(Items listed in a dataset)

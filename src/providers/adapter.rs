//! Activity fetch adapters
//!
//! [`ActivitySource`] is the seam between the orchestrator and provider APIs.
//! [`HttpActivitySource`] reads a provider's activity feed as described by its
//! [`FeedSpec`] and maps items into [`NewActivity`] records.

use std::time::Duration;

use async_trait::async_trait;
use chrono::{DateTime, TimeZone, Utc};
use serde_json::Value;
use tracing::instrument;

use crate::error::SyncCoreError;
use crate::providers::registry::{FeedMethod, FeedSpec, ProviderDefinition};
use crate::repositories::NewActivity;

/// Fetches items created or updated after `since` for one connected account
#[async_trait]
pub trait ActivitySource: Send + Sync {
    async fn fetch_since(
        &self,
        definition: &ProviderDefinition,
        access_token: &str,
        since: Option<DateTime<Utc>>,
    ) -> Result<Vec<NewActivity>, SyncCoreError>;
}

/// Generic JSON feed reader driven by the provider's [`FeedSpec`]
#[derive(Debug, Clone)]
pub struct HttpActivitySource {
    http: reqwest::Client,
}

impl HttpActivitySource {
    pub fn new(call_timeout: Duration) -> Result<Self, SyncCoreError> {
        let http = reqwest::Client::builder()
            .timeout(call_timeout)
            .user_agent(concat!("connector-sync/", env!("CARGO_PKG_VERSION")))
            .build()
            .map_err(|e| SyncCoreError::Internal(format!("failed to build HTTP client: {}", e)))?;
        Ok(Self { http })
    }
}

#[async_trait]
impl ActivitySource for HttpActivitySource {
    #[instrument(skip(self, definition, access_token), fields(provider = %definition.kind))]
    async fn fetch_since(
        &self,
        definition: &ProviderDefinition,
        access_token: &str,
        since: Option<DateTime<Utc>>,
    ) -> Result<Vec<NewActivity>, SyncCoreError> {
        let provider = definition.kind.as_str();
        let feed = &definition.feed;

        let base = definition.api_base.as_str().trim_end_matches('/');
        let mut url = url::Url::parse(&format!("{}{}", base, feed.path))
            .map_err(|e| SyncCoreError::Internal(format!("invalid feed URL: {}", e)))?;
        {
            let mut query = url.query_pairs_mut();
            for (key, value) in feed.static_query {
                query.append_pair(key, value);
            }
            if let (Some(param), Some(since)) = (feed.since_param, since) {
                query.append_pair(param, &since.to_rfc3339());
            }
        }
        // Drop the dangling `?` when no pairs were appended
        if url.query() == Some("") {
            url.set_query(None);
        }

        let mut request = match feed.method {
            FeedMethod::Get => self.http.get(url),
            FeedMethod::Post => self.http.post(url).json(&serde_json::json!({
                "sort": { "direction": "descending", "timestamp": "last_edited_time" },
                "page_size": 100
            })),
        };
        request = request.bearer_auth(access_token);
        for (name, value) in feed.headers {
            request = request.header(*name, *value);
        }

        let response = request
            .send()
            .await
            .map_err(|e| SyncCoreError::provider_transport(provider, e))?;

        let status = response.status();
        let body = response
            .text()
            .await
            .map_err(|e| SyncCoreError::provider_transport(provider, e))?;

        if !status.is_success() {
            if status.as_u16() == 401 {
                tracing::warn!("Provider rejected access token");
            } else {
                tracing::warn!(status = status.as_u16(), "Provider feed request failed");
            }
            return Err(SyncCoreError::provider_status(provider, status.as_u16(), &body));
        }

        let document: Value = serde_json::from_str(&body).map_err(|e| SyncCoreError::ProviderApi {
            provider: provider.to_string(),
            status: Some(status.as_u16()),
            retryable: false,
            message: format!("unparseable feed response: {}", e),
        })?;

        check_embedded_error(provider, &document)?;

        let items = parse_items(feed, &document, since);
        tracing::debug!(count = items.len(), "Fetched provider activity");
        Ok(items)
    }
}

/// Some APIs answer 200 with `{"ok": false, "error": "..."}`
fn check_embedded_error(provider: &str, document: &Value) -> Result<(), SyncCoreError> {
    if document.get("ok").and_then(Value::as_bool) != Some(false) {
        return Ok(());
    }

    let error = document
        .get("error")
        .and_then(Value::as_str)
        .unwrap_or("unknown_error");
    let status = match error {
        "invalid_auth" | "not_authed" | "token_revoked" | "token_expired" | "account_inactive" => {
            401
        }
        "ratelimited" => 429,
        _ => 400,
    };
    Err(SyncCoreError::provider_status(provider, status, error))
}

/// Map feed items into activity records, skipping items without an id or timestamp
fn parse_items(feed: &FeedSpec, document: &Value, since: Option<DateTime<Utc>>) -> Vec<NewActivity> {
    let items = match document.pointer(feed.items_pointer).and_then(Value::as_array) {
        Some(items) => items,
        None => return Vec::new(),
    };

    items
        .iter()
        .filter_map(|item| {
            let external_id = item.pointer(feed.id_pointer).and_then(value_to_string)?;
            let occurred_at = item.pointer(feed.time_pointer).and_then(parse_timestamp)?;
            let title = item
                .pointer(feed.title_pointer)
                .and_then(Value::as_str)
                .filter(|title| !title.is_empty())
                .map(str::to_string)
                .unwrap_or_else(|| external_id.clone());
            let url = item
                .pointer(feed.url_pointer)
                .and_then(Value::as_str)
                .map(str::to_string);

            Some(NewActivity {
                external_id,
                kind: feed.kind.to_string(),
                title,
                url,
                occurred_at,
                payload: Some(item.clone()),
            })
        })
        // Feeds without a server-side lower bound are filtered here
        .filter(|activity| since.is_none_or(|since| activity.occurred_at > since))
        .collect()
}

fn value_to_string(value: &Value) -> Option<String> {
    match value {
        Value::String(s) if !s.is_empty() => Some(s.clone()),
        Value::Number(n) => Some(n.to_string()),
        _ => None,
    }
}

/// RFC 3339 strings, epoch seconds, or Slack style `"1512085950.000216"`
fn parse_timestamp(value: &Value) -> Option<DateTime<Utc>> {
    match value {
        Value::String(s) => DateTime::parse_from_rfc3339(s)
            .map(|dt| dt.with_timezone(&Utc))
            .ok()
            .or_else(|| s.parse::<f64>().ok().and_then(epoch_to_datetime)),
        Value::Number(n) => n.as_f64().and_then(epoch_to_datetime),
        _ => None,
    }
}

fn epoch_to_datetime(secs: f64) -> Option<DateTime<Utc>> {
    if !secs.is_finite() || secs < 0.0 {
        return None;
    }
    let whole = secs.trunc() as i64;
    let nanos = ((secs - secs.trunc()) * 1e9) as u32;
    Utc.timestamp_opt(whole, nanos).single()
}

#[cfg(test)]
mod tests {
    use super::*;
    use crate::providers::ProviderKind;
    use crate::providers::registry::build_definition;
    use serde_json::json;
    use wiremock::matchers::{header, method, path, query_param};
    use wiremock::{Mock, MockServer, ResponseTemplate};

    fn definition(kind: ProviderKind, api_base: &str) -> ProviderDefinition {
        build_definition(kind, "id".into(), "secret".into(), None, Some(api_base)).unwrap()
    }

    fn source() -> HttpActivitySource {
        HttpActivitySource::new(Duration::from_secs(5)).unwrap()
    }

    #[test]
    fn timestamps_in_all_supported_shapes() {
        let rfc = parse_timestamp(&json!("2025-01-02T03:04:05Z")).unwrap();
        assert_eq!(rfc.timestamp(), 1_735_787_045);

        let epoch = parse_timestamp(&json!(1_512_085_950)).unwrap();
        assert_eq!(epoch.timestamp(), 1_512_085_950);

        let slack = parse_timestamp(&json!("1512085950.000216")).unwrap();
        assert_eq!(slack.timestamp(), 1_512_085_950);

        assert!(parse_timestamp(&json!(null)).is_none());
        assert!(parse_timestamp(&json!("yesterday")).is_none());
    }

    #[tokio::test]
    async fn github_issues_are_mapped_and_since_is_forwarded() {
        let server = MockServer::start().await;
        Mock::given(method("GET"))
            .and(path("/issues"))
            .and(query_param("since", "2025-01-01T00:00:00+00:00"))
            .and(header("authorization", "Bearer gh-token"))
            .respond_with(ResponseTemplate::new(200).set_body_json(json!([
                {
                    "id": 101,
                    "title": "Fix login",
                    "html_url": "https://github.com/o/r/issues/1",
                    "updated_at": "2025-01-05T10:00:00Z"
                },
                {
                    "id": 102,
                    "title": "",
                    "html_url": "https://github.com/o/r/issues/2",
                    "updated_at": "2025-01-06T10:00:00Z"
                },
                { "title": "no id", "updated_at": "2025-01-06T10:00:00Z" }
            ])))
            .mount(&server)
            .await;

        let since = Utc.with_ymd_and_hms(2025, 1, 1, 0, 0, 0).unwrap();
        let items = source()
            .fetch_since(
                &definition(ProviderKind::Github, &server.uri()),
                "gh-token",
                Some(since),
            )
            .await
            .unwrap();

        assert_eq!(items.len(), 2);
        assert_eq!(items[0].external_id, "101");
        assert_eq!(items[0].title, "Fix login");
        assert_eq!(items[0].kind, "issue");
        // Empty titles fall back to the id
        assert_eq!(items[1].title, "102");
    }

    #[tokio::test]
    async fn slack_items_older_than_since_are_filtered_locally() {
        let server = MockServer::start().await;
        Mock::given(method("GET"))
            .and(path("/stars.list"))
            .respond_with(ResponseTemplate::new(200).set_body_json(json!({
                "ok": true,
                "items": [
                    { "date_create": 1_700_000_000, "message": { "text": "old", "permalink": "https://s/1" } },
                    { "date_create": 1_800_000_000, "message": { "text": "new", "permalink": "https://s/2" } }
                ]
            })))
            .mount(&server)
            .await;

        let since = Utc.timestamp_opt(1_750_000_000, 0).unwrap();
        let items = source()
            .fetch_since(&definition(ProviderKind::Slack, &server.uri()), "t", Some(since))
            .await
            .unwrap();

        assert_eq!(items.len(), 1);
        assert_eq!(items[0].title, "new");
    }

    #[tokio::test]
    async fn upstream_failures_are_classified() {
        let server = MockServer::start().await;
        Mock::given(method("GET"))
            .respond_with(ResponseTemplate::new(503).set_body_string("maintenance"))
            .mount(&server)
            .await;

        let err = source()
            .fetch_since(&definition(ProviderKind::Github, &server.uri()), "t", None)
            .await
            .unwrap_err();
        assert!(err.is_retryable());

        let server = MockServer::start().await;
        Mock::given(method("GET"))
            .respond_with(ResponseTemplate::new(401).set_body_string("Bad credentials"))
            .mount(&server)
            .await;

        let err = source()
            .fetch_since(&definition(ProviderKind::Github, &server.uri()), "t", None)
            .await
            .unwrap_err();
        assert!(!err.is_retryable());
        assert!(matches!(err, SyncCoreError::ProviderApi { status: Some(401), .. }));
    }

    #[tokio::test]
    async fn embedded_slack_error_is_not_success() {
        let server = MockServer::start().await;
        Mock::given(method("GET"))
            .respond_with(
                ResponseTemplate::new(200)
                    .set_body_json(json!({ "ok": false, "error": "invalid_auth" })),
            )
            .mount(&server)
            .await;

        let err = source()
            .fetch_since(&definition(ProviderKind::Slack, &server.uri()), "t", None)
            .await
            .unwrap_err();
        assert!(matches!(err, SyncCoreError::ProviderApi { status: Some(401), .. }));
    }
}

EXERCISE INSTRUCTIONS: Nothing but the lines from the top of the entries above through the line with "use crate::repositories::NewActivity;" should be set down, each exactly as written.

RESULT FOR THIS TASK:
filename src/providers/adapter.rs
//! Activity fetch adapters
//!
//! [`ActivitySource`] is the seam between the orchestrator and provider APIs.
//! [`HttpActivitySource`] reads a provider's activity feed as described by its
//! [`FeedSpec`] and maps items into [`NewActivity`] records.

use std::time::Duration;

use async_trait::async_trait;
use chrono::{DateTime, TimeZone, Utc};
use serde_json::Value;
use tracing::instrument;

use crate::error::SyncCoreError;
use crate::providers::registry::{FeedMethod, FeedSpec, ProviderDefinition};
use crate::repositories::NewActivity;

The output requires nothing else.